**Action item:**
Your response should consist of every entry, unchanged.

═══ Data extracts ═══

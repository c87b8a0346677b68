//! Hole merging: splice every hole into its enclosing loop with a bridge.
//!
//! # Algorithm
//!
//! For each hole, take its rightmost vertex M and cast a ray from M in the
//! +x direction. The closest crossing with the enclosing loop selects a
//! candidate anchor: the crossed vertex itself when the ray hits one
//! exactly, otherwise the crossed edge's endpoint with larger x, demoted to
//! the best reflex vertex inside the triangle spanned by M, the crossing
//! point, and the candidate. Splicing M to the anchor turns outer ring and
//! hole into one loop with a zero-width channel between two coincident
//! edges.
//!
//! Holes are merged in order of decreasing rightmost x so that later
//! bridges never cross earlier ones.

use crate::error::TriangulateError;
use crate::polygon::arena::VertexArena;
use crate::predicates::{cross, point_in_triangle};
use crate::primitives::Point2;
use num_traits::Float;
use std::cmp::Ordering;

pub(crate) fn merge_holes<F: Float>(
    arena: &mut VertexArena<F>,
    outer_head: usize,
    hole_heads: &[usize],
) -> Result<(), TriangulateError> {
    let mut queue: Vec<usize> = hole_heads.iter().map(|&h| rightmost(arena, h)).collect();

    queue.sort_by(|&a, &b| {
        arena[b]
            .pos
            .x
            .partial_cmp(&arena[a].pos.x)
            .unwrap_or(Ordering::Equal)
    });

    for m in queue {
        let anchor = find_bridge(arena, outer_head, m)?;
        arena.bridge(anchor, m);
    }
    Ok(())
}

/// The hole vertex with maximum x, ties broken towards maximum y.
fn rightmost<F: Float>(arena: &VertexArena<F>, head: usize) -> usize {
    let mut best = head;
    for v in arena.loop_ids(head) {
        let (p, b) = (arena[v].pos, arena[best].pos);
        if p.x > b.x || (p.x == b.x && p.y > b.y) {
            best = v;
        }
    }
    best
}

/// Finds the loop vertex the bridge from `m` should anchor at.
fn find_bridge<F: Float>(
    arena: &VertexArena<F>,
    outer_head: usize,
    m: usize,
) -> Result<usize, TriangulateError> {
    let mp = arena[m].pos;
    let outer = arena.loop_ids(outer_head);

    // Closest crossing of the rightward ray from m with the loop.
    let mut best_x = F::infinity();
    let mut best_edge: Option<(usize, usize)> = None;
    for &p in &outer {
        let pn = arena[p].next;
        let (pa, pb) = (arena[p].pos, arena[pn].pos);
        if pa.y == pb.y {
            continue;
        }
        let spans = (pa.y >= mp.y && pb.y <= mp.y) || (pa.y <= mp.y && pb.y >= mp.y);
        if !spans {
            continue;
        }
        let x = pa.x + (mp.y - pa.y) * (pb.x - pa.x) / (pb.y - pa.y);
        if x >= mp.x && x < best_x {
            best_x = x;
            best_edge = Some((p, pn));
        }
    }
    let (p, pn) = best_edge.ok_or(TriangulateError::HoleNotInside)?;

    // A crossing at an existing vertex anchors the bridge directly.
    let hit = Point2::new(best_x, mp.y);
    if arena[p].pos == hit {
        return Ok(p);
    }
    if arena[pn].pos == hit {
        return Ok(pn);
    }

    // Otherwise the crossed edge's endpoint with larger x is the candidate,
    // unless a reflex vertex sits inside the triangle (m, hit, candidate).
    // Of those, the one at the smallest angle against the ray wins, nearest
    // first on ties.
    let mut anchor = if arena[p].pos.x > arena[pn].pos.x { p } else { pn };
    let apos = arena[anchor].pos;
    let mut best_tan = F::infinity();
    let mut best_dist = F::infinity();

    for &r in &outer {
        if r == anchor {
            continue;
        }
        let rp = arena[r].pos;
        if rp.x <= mp.x {
            continue;
        }
        if !point_in_triangle(rp, mp, hit, apos) {
            continue;
        }
        let reflex = cross(arena[arena[r].prev].pos, rp, arena[arena[r].next].pos) < F::zero();
        if !reflex {
            continue;
        }
        let tan = (mp.y - rp.y).abs() / (rp.x - mp.x);
        let dist = mp.distance_squared(rp);
        if tan < best_tan || (tan == best_tan && dist < best_dist) {
            anchor = r;
            best_tan = tan;
            best_dist = dist;
        }
    }

    Ok(anchor)
}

═══

**Task response:**
repository c87b8a0346677b68
//! Hole merging: splice every hole into its enclosing loop with a bridge.
//!
//! # Algorithm
//!
//! For each hole, take its rightmost vertex M and cast a ray from M in the
//! +x direction. The closest crossing with the enclosing loop selects a
//! candidate anchor: the crossed vertex itself when the ray hits one
//! exactly, otherwise the crossed edge's endpoint with larger x, demoted to
//! the best reflex vertex inside the triangle spanned by M, the crossing
//! point, and the candidate. Splicing M to the anchor turns outer ring and
//! hole into one loop with a zero-width channel between two coincident
//! edges.
//!
//! Holes are merged in order of decreasing rightmost x so that later
//! bridges never cross earlier ones.

use crate::error::TriangulateError;
use crate::polygon::arena::VertexArena;
use crate::predicates::{cross, point_in_triangle};
use crate::primitives::Point2;
use num_traits::Float;
use std::cmp::Ordering;

pub(crate) fn merge_holes<F: Float>(
    arena: &mut VertexArena<F>,
    outer_head: usize,
    hole_heads: &[usize],
) -> Result<(), TriangulateError> {
    let mut queue: Vec<usize> = hole_heads.iter().map(|&h| rightmost(arena, h)).collect();

    queue.sort_by(|&a, &b| {
        arena[b]
            .pos
            .x
            .partial_cmp(&arena[a].pos.x)
            .unwrap_or(Ordering::Equal)
    });

    for m in queue {
        let anchor = find_bridge(arena, outer_head, m)?;
        arena.bridge(anchor, m);
    }
    Ok(())
}

/// The hole vertex with maximum x, ties broken towards maximum y.
fn rightmost<F: Float>(arena: &VertexArena<F>, head: usize) -> usize {
    let mut best = head;
    for v in arena.loop_ids(head) {
        let (p, b) = (arena[v].pos, arena[best].pos);
        if p.x > b.x || (p.x == b.x && p.y > b.y) {
            best = v;
        }
    }
    best
}

/// Finds the loop vertex the bridge from `m` should anchor at.
fn find_bridge<F: Float>(
    arena: &VertexArena<F>,
    outer_head: usize,
    m: usize,
) -> Result<usize, TriangulateError> {
    let mp = arena[m].pos;
    let outer = arena.loop_ids(outer_head);

    // Closest crossing of the rightward ray from m with the loop.
    let mut best_x = F::infinity();
    let mut best_edge: Option<(usize, usize)> = None;
    for &p in &outer {
        let pn = arena[p].next;
        let (pa, pb) = (arena[p].pos, arena[pn].pos);
        if pa.y == pb.y {
            continue;
        }
        let spans = (pa.y >= mp.y && pb.y <= mp.y) || (pa.y <= mp.y && pb.y >= mp.y);
        if !spans {
            continue;
        }
        let x = pa.x + (mp.y - pa.y) * (pb.x - pa.x) / (pb.y - pa.y);
        if x >= mp.x && x < best_x {
            best_x = x;
            best_edge = Some((p, pn));
        }
    }
    let (p, pn) = best_edge.ok_or(TriangulateError::HoleNotInside)?;

    // A crossing at an existing vertex anchors the bridge directly.
    let hit = Point2::new(best_x, mp.y);
    if arena[p].pos == hit {
        return Ok(p);
    }
    if arena[pn].pos == hit {
        return Ok(pn);
    }

    // Otherwise the crossed edge's endpoint with larger x is the candidate,
    // unless a reflex vertex sits inside the triangle (m, hit, candidate).
    // Of those, the one at the smallest angle against the ray wins, nearest
    // first on ties.
    let mut anchor = if arena[p].pos.x > arena[pn].pos.x { p } else { pn };
    let apos = arena[anchor].pos;
    let mut best_tan = F::infinity();
    let mut best_dist = F::infinity();

    for &r in &outer {
        if r == anchor {
            continue;
        }
        let rp = arena[r].pos;
        if rp.x <= mp.x {
            continue;
        }
        if !point_in_triangle(rp, mp, hit, apos) {
            continue;
        }
        let reflex = cross(arena[arena[r].prev].pos, rp, arena[arena[r].next].pos) < F::zero();
        if !reflex {
            continue;
        }
        let tan = (mp.y - rp.y).abs() / (rp.x - mp.x);
        let dist = mp.distance_squared(rp);
        if tan < best_tan || (tan == best_tan && dist < best_dist) {
            anchor = r;
            best_tan = tan;
            best_dist = dist;
        }
    }

    Ok(anchor)
}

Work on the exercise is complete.